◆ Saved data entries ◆
▼

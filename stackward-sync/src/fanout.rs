//! Concurrent reconciliation of every discovered `(node, stack)` pair.

use std::collections::BTreeMap;
use std::sync::atomic::{AtomicUsize, Ordering};
use std::sync::Arc;
use std::time::Duration;

use tokio::sync::oneshot;
use tokio::task::JoinHandle;
use tokio::time::Instant;

use stackward_core::config::PROGRESS_INTERVAL;
use stackward_core::StackRef;
use stackward_remote::RemoteApi;

use crate::error::{ReconcileError, SyncError};
use crate::reconcile::{reconcile_blocking, Outcome, Reconciler};

/// Tally of one fan-out pass.
#[derive(Debug, Clone, Default, PartialEq, Eq)]
pub struct FanoutSummary {
    pub outcomes: BTreeMap<&'static str, usize>,
    pub failed: Vec<StackRef>,
    pub duration: Duration,
}

impl FanoutSummary {
    pub fn count(&self, outcome: Outcome) -> usize {
        self.outcomes.get(outcome.label()).copied().unwrap_or(0)
    }

    pub fn total(&self) -> usize {
        self.outcomes.values().sum::<usize>() + self.failed.len()
    }

    fn record(&mut self, result: Result<Outcome, ReconcileError>) {
        match result {
            Ok(outcome) => *self.outcomes.entry(outcome.label()).or_default() += 1,
            Err(err) => self.failed.push(err.stack().clone()),
        }
    }
}

/// Best-effort counters for the periodic status line.
#[derive(Debug, Default)]
struct Progress {
    done: AtomicUsize,
    total: AtomicUsize,
}

type StackResult = Result<Outcome, ReconcileError>;

/// Reconcile every stack under every node directory.
///
/// One task per node lists that node's stacks; one task per stack runs the
/// reconciler. Failures are logged per pair and never stop the pass. Only an
/// unreadable root is fatal.
pub async fn reconcile_all<R>(
    reconciler: Arc<Reconciler<R>>,
) -> Result<FanoutSummary, SyncError>
where
    R: RemoteApi + 'static,
{
    let layout = reconciler.layout().clone();
    let nodes = tokio::task::spawn_blocking(move || layout.nodes())
        .await
        .map_err(|err| SyncError::Join {
            task: "scan",
            message: err.to_string(),
        })??;

    let progress = Arc::new(Progress::default());
    let started = Instant::now();

    let node_handles: Vec<JoinHandle<Vec<StackResult>>> = nodes
        .into_iter()
        .map(|node| {
            progress.total.fetch_add(1, Ordering::Relaxed);
            tokio::spawn(reconcile_node(reconciler.clone(), node, progress.clone()))
        })
        .collect();

    tracing::info!("waiting for all stacks to be deployed");
    let (stop_tx, stop_rx) = oneshot::channel::<()>();
    let reporter = tokio::spawn(report_progress(progress.clone(), stop_rx));

    let mut summary = FanoutSummary::default();
    for handle in node_handles {
        match handle.await {
            Ok(results) => results.into_iter().for_each(|r| summary.record(r)),
            Err(err) => tracing::error!(error = %err, "node task failed"),
        }
    }

    let _ = stop_tx.send(());
    let _ = reporter.await;

    summary.duration = started.elapsed();
    tracing::info!(
        elapsed = ?summary.duration,
        total = summary.total(),
        failed = summary.failed.len(),
        "all stacks deployed"
    );
    Ok(summary)
}

async fn reconcile_node<R>(
    reconciler: Arc<Reconciler<R>>,
    node: String,
    progress: Arc<Progress>,
) -> Vec<StackResult>
where
    R: RemoteApi + 'static,
{
    let layout = reconciler.layout().clone();
    let listed = {
        let node = node.clone();
        tokio::task::spawn_blocking(move || layout.stacks(&node)).await
    };
    let stacks = match listed {
        Ok(Ok(stacks)) => stacks,
        Ok(Err(err)) => {
            tracing::warn!(node = %node, error = %err, "skipping node");
            progress.done.fetch_add(1, Ordering::Relaxed);
            return Vec::new();
        }
        Err(err) => {
            tracing::warn!(node = %node, error = %err, "node scan task failed");
            progress.done.fetch_add(1, Ordering::Relaxed);
            return Vec::new();
        }
    };

    let handles: Vec<_> = stacks
        .into_iter()
        .map(|stack| {
            progress.total.fetch_add(1, Ordering::Relaxed);
            let stack = StackRef::new(node.clone(), stack);
            let reconciler = reconciler.clone();
            let progress = progress.clone();
            let task_stack = stack.clone();
            let handle = tokio::spawn(async move {
                let stack = task_stack;
                let result = reconcile_blocking(reconciler, stack.clone()).await;
                match &result {
                    Ok(outcome) => {
                        tracing::debug!(%stack, outcome = outcome.label(), "reconciled");
                    }
                    Err(err) => tracing::error!(
                        node = %stack.node,
                        stack = %stack.stack,
                        error = %err,
                        "reconcile failed"
                    ),
                }
                progress.done.fetch_add(1, Ordering::Relaxed);
                result
            });
            (stack, handle)
        })
        .collect();
    progress.done.fetch_add(1, Ordering::Relaxed);

    let mut results = Vec::with_capacity(handles.len());
    for (stack, handle) in handles {
        let result = handle.await.unwrap_or_else(|err| {
            Err(ReconcileError::Worker {
                stack,
                message: err.to_string(),
            })
        });
        results.push(result);
    }
    results
}

async fn report_progress(progress: Arc<Progress>, mut stop: oneshot::Receiver<()>) {
    let mut interval = tokio::time::interval(PROGRESS_INTERVAL);
    loop {
        tokio::select! {
            _ = &mut stop => break,
            _ = interval.tick() => {
                tracing::info!(
                    "status: {}/{}",
                    progress.done.load(Ordering::Relaxed),
                    progress.total.load(Ordering::Relaxed),
                );
            }
        }
    }
}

▲

◆ YOUR GOAL ◆
Set down every entry exactly as it appears.

◆ RESULT ◆
filename stackward-sync/src/fanout.rs
//! Concurrent reconciliation of every discovered `(node, stack)` pair.

use std::collections::BTreeMap;
use std::sync::atomic::{AtomicUsize, Ordering};
use std::sync::Arc;
use std::time::Duration;

use tokio::sync::oneshot;
use tokio::task::JoinHandle;
use tokio::time::Instant;

use stackward_core::config::PROGRESS_INTERVAL;
use stackward_core::StackRef;
use stackward_remote::RemoteApi;

use crate::error::{ReconcileError, SyncError};
use crate::reconcile::{reconcile_blocking, Outcome, Reconciler};

/// Tally of one fan-out pass.
#[derive(Debug, Clone, Default, PartialEq, Eq)]
pub struct FanoutSummary {
    pub outcomes: BTreeMap<&'static str, usize>,
    pub failed: Vec<StackRef>,
    pub duration: Duration,
}

impl FanoutSummary {
    pub fn count(&self, outcome: Outcome) -> usize {
        self.outcomes.get(outcome.label()).copied().unwrap_or(0)
    }

    pub fn total(&self) -> usize {
        self.outcomes.values().sum::<usize>() + self.failed.len()
    }

    fn record(&mut self, result: Result<Outcome, ReconcileError>) {
        match result {
            Ok(outcome) => *self.outcomes.entry(outcome.label()).or_default() += 1,
            Err(err) => self.failed.push(err.stack().clone()),
        }
    }
}

/// Best-effort counters for the periodic status line.
#[derive(Debug, Default)]
struct Progress {
    done: AtomicUsize,
    total: AtomicUsize,
}

type StackResult = Result<Outcome, ReconcileError>;

/// Reconcile every stack under every node directory.
///
/// One task per node lists that node's stacks; one task per stack runs the
/// reconciler. Failures are logged per pair and never stop the pass. Only an
/// unreadable root is fatal.
pub async fn reconcile_all<R>(
    reconciler: Arc<Reconciler<R>>,
) -> Result<FanoutSummary, SyncError>
where
    R: RemoteApi + 'static,
{
    let layout = reconciler.layout().clone();
    let nodes = tokio::task::spawn_blocking(move || layout.nodes())
        .await
        .map_err(|err| SyncError::Join {
            task: "scan",
            message: err.to_string(),
        })??;

    let progress = Arc::new(Progress::default());
    let started = Instant::now();

    let node_handles: Vec<JoinHandle<Vec<StackResult>>> = nodes
        .into_iter()
        .map(|node| {
            progress.total.fetch_add(1, Ordering::Relaxed);
            tokio::spawn(reconcile_node(reconciler.clone(), node, progress.clone()))
        })
        .collect();

    tracing::info!("waiting for all stacks to be deployed");
    let (stop_tx, stop_rx) = oneshot::channel::<()>();
    let reporter = tokio::spawn(report_progress(progress.clone(), stop_rx));

    let mut summary = FanoutSummary::default();
    for handle in node_handles {
        match handle.await {
            Ok(results) => results.into_iter().for_each(|r| summary.record(r)),
            Err(err) => tracing::error!(error = %err, "node task failed"),
        }
    }

    let _ = stop_tx.send(());
    let _ = reporter.await;

    summary.duration = started.elapsed();
    tracing::info!(
        elapsed = ?summary.duration,
        total = summary.total(),
        failed = summary.failed.len(),
        "all stacks deployed"
    );
    Ok(summary)
}

async fn reconcile_node<R>(
    reconciler: Arc<Reconciler<R>>,
    node: String,
    progress: Arc<Progress>,
) -> Vec<StackResult>
where
    R: RemoteApi + 'static,
{
    let layout = reconciler.layout().clone();
    let listed = {
        let node = node.clone();
        tokio::task::spawn_blocking(move || layout.stacks(&node)).await
    };
    let stacks = match listed {
        Ok(Ok(stacks)) => stacks,
        Ok(Err(err)) => {
            tracing::warn!(node = %node, error = %err, "skipping node");
            progress.done.fetch_add(1, Ordering::Relaxed);
            return Vec::new();
        }
        Err(err) => {
            tracing::warn!(node = %node, error = %err, "node scan task failed");
            progress.done.fetch_add(1, Ordering::Relaxed);
            return Vec::new();
        }
    };

    let handles: Vec<_> = stacks
        .into_iter()
        .map(|stack| {
            progress.total.fetch_add(1, Ordering::Relaxed);
            let stack = StackRef::new(node.clone(), stack);
            let reconciler = reconciler.clone();
            let progress = progress.clone();
            let task_stack = stack.clone();
            let handle = tokio::spawn(async move {
                let stack = task_stack;
                let result = reconcile_blocking(reconciler, stack.clone()).await;
                match &result {
                    Ok(outcome) => {
                        tracing::debug!(%stack, outcome = outcome.label(), "reconciled");
                    }
                    Err(err) => tracing::error!(
                        node = %stack.node,
                        stack = %stack.stack,
                        error = %err,
                        "reconcile failed"
                    ),
                }
                progress.done.fetch_add(1, Ordering::Relaxed);
                result
            });
            (stack, handle)
        })
        .collect();
    progress.done.fetch_add(1, Ordering::Relaxed);

    let mut results = Vec::with_capacity(handles.len());
    for (stack, handle) in handles {
        let result = handle.await.unwrap_or_else(|err| {
            Err(ReconcileError::Worker {
                stack,
                message: err.to_string(),
            })
        });
        results.push(result);
    }
    results
}

async fn report_progress(progress: Arc<Progress>, mut stop: oneshot::Receiver<()>) {
    let mut interval = tokio::time::interval(PROGRESS_INTERVAL);
    loop {
        tokio::select! {
            _ = &mut stop => break,
            _ = interval.tick() => {
                tracing::info!(
                    "status: {}/{}",
                    progress.done.load(Ordering::Relaxed),
                    progress.total.load(Ordering::Relaxed),
                );
            }
        }
    }
}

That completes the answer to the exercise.